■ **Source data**

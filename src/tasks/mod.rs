//! Task graph compiler: projects profiles and packages onto a flat task mapping.
//!
//! Naming scheme, for profile `p` and package `k`:
//!
//! ```text
//! default            -> common
//! config_variables   (envs)
//! p                  -> <p's dependencies>, p_k, ...
//! p_k                -> p_k_install, p_k_config
//! p_k_install        @install k
//! p_k_config         sh -c <command>..., links, templates [-> config_variables]
//! ```
pub mod graph;
pub mod output;

use indexmap::IndexMap;
use serde::Serialize;

use crate::config::{Config, Package, Profile};

/// Entry task of the compiled document.
pub const DEFAULT_TASK: &str = "default";

/// Bootstrap task `default` depends on, provided by a `common` profile.
pub const BOOTSTRAP_TASK: &str = "common";

/// Task exporting the config's variables.
pub const CONFIG_VARIABLES_TASK: &str = "config_variables";

/// Macro invocation installing one package.
pub const INSTALL_MACRO: &str = "@install";

/// Ordered mapping from task name to definition.
pub type TaskMap = IndexMap<String, TaskDef>;

/// One node of the compiled execution graph.
#[derive(Debug, Clone, Default, PartialEq, Eq, Serialize)]
pub struct TaskDef {
    #[serde(skip_serializing_if = "Vec::is_empty")]
    pub deps: Vec<String>,
    #[serde(skip_serializing_if = "Vec::is_empty")]
    pub cmds: Vec<Vec<String>>,
    #[serde(skip_serializing_if = "Vec::is_empty")]
    pub envs: Vec<[String; 2]>,
    /// `[destination, source]` pairs.
    #[serde(skip_serializing_if = "Vec::is_empty")]
    pub links: Vec<[String; 2]>,
    /// `[destination, source]` pairs.
    #[serde(skip_serializing_if = "Vec::is_empty")]
    pub templates: Vec<[String; 2]>,
}

impl TaskDef {
    fn depending_on<I, S>(deps: I) -> Self
    where
        I: IntoIterator<Item = S>,
        S: Into<String>,
    {
        Self {
            deps: deps.into_iter().map(Into::into).collect(),
            ..Self::default()
        }
    }
}

/// `{profile}_{package}`
#[must_use]
pub fn package_task_name(profile: &str, package: &str) -> String {
    format!("{profile}_{package}")
}

/// `{profile}_{package}_install`
#[must_use]
pub fn install_task_name(profile: &str, package: &str) -> String {
    format!("{profile}_{package}_install")
}

/// `{profile}_{package}_config`
#[must_use]
pub fn config_task_name(profile: &str, package: &str) -> String {
    format!("{profile}_{package}_config")
}

/// Symbolic source of a link or template: `profiles/{profile}/{package}/{path}`.
#[must_use]
pub fn source_path(profile: &str, package: &str, path: &str) -> String {
    format!("profiles/{profile}/{package}/{path}")
}

/// Compile a validated config into the flat task mapping.
///
/// Deterministic: the same config always yields the same mapping, in the
/// same order. Profile tasks never collide with other tasks, as the config
/// rejects such names; a package task name that is already present is not
/// emitted again.
#[must_use]
pub fn compile(config: &Config) -> TaskMap {
    let mut tasks = TaskMap::new();
    tasks.insert(
        DEFAULT_TASK.to_string(),
        TaskDef::depending_on([BOOTSTRAP_TASK]),
    );
    tasks.insert(
        CONFIG_VARIABLES_TASK.to_string(),
        TaskDef {
            envs: config
                .variables()
                .iter()
                .map(|v| [v.name.clone(), v.value.clone()])
                .collect(),
            ..TaskDef::default()
        },
    );

    for profile in config.profiles() {
        tasks.insert(profile.name.clone(), profile_task(profile));

        for package in &profile.packages {
            let name = package_task_name(&profile.name, &package.name);
            if tasks.contains_key(&name) {
                tracing::warn!("task '{name}' already compiled, not emitting it again");
                continue;
            }
            for (name, task) in package_tasks(profile, package) {
                insert_new(&mut tasks, name, task);
            }
        }
    }

    tracing::debug!("compiled {} tasks", tasks.len());
    tasks
}

fn insert_new(tasks: &mut TaskMap, name: String, task: TaskDef) {
    if tasks.contains_key(&name) {
        tracing::warn!("task '{name}' already compiled, not emitting it again");
        return;
    }
    tasks.insert(name, task);
}

/// The profile task only sequences its dependency profiles and its packages.
fn profile_task(profile: &Profile) -> TaskDef {
    let dependencies = profile.dependencies.iter().map(|d| d.name.clone());
    let packages = profile
        .packages
        .iter()
        .map(|p| package_task_name(&profile.name, &p.name));
    TaskDef::depending_on(dependencies.chain(packages))
}

fn package_tasks(profile: &Profile, package: &Package) -> [(String, TaskDef); 3] {
    let (p, k) = (profile.name.as_str(), package.name.as_str());

    let install = TaskDef {
        cmds: vec![vec![INSTALL_MACRO.to_string(), package.name.clone()]],
        ..TaskDef::default()
    };

    let config = TaskDef {
        deps: if package.templates.is_empty() {
            Vec::new()
        } else {
            vec![CONFIG_VARIABLES_TASK.to_string()]
        },
        cmds: package
            .commands
            .iter()
            .map(|c| vec!["sh".to_string(), "-c".to_string(), c.line.clone()])
            .collect(),
        envs: Vec::new(),
        links: package
            .links
            .iter()
            .map(|l| [l.path.clone(), source_path(p, k, &l.path)])
            .collect(),
        templates: package
            .templates
            .iter()
            .map(|t| [t.path.clone(), source_path(p, k, &t.path)])
            .collect(),
    };

    [
        (
            package_task_name(p, k),
            TaskDef::depending_on([install_task_name(p, k), config_task_name(p, k)]),
        ),
        (install_task_name(p, k), install),
        (config_task_name(p, k), config),
    ]
}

■ **What needs to be done**
Retype the entries in full. Keep every line identical.

■ **Written answer**
filename src/tasks/mod.rs
//! Task graph compiler: projects profiles and packages onto a flat task mapping.
//!
//! Naming scheme, for profile `p` and package `k`:
//!
//! ```text
//! default            -> common
//! config_variables   (envs)
//! p                  -> <p's dependencies>, p_k, ...
//! p_k                -> p_k_install, p_k_config
//! p_k_install        @install k
//! p_k_config         sh -c <command>..., links, templates [-> config_variables]
//! ```
pub mod graph;
pub mod output;

use indexmap::IndexMap;
use serde::Serialize;

use crate::config::{Config, Package, Profile};

/// Entry task of the compiled document.
pub const DEFAULT_TASK: &str = "default";

/// Bootstrap task `default` depends on, provided by a `common` profile.
pub const BOOTSTRAP_TASK: &str = "common";

/// Task exporting the config's variables.
pub const CONFIG_VARIABLES_TASK: &str = "config_variables";

/// Macro invocation installing one package.
pub const INSTALL_MACRO: &str = "@install";

/// Ordered mapping from task name to definition.
pub type TaskMap = IndexMap<String, TaskDef>;

/// One node of the compiled execution graph.
#[derive(Debug, Clone, Default, PartialEq, Eq, Serialize)]
pub struct TaskDef {
    #[serde(skip_serializing_if = "Vec::is_empty")]
    pub deps: Vec<String>,
    #[serde(skip_serializing_if = "Vec::is_empty")]
    pub cmds: Vec<Vec<String>>,
    #[serde(skip_serializing_if = "Vec::is_empty")]
    pub envs: Vec<[String; 2]>,
    /// `[destination, source]` pairs.
    #[serde(skip_serializing_if = "Vec::is_empty")]
    pub links: Vec<[String; 2]>,
    /// `[destination, source]` pairs.
    #[serde(skip_serializing_if = "Vec::is_empty")]
    pub templates: Vec<[String; 2]>,
}

impl TaskDef {
    fn depending_on<I, S>(deps: I) -> Self
    where
        I: IntoIterator<Item = S>,
        S: Into<String>,
    {
        Self {
            deps: deps.into_iter().map(Into::into).collect(),
            ..Self::default()
        }
    }
}

/// `{profile}_{package}`
#[must_use]
pub fn package_task_name(profile: &str, package: &str) -> String {
    format!("{profile}_{package}")
}

/// `{profile}_{package}_install`
#[must_use]
pub fn install_task_name(profile: &str, package: &str) -> String {
    format!("{profile}_{package}_install")
}

/// `{profile}_{package}_config`
#[must_use]
pub fn config_task_name(profile: &str, package: &str) -> String {
    format!("{profile}_{package}_config")
}

/// Symbolic source of a link or template: `profiles/{profile}/{package}/{path}`.
#[must_use]
pub fn source_path(profile: &str, package: &str, path: &str) -> String {
    format!("profiles/{profile}/{package}/{path}")
}

/// Compile a validated config into the flat task mapping.
///
/// Deterministic: the same config always yields the same mapping, in the
/// same order. Profile tasks never collide with other tasks, as the config
/// rejects such names; a package task name that is already present is not
/// emitted again.
#[must_use]
pub fn compile(config: &Config) -> TaskMap {
    let mut tasks = TaskMap::new();
    tasks.insert(
        DEFAULT_TASK.to_string(),
        TaskDef::depending_on([BOOTSTRAP_TASK]),
    );
    tasks.insert(
        CONFIG_VARIABLES_TASK.to_string(),
        TaskDef {
            envs: config
                .variables()
                .iter()
                .map(|v| [v.name.clone(), v.value.clone()])
                .collect(),
            ..TaskDef::default()
        },
    );

    for profile in config.profiles() {
        tasks.insert(profile.name.clone(), profile_task(profile));

        for package in &profile.packages {
            let name = package_task_name(&profile.name, &package.name);
            if tasks.contains_key(&name) {
                tracing::warn!("task '{name}' already compiled, not emitting it again");
                continue;
            }
            for (name, task) in package_tasks(profile, package) {
                insert_new(&mut tasks, name, task);
            }
        }
    }

    tracing::debug!("compiled {} tasks", tasks.len());
    tasks
}

fn insert_new(tasks: &mut TaskMap, name: String, task: TaskDef) {
    if tasks.contains_key(&name) {
        tracing::warn!("task '{name}' already compiled, not emitting it again");
        return;
    }
    tasks.insert(name, task);
}

/// The profile task only sequences its dependency profiles and its packages.
fn profile_task(profile: &Profile) -> TaskDef {
    let dependencies = profile.dependencies.iter().map(|d| d.name.clone());
    let packages = profile
        .packages
        .iter()
        .map(|p| package_task_name(&profile.name, &p.name));
    TaskDef::depending_on(dependencies.chain(packages))
}

fn package_tasks(profile: &Profile, package: &Package) -> [(String, TaskDef); 3] {
    let (p, k) = (profile.name.as_str(), package.name.as_str());

    let install = TaskDef {
        cmds: vec![vec![INSTALL_MACRO.to_string(), package.name.clone()]],
        ..TaskDef::default()
    };

    let config = TaskDef {
        deps: if package.templates.is_empty() {
            Vec::new()
        } else {
            vec![CONFIG_VARIABLES_TASK.to_string()]
        },
        cmds: package
            .commands
            .iter()
            .map(|c| vec!["sh".to_string(), "-c".to_string(), c.line.clone()])
            .collect(),
        envs: Vec::new(),
        links: package
            .links
            .iter()
            .map(|l| [l.path.clone(), source_path(p, k, &l.path)])
            .collect(),
        templates: package
            .templates
            .iter()
            .map(|t| [t.path.clone(), source_path(p, k, &t.path)])
            .collect(),
    };

    [
        (
            package_task_name(p, k),
            TaskDef::depending_on([install_task_name(p, k), config_task_name(p, k)]),
        ),
        (install_task_name(p, k), install),
        (config_task_name(p, k), config),
    ]
}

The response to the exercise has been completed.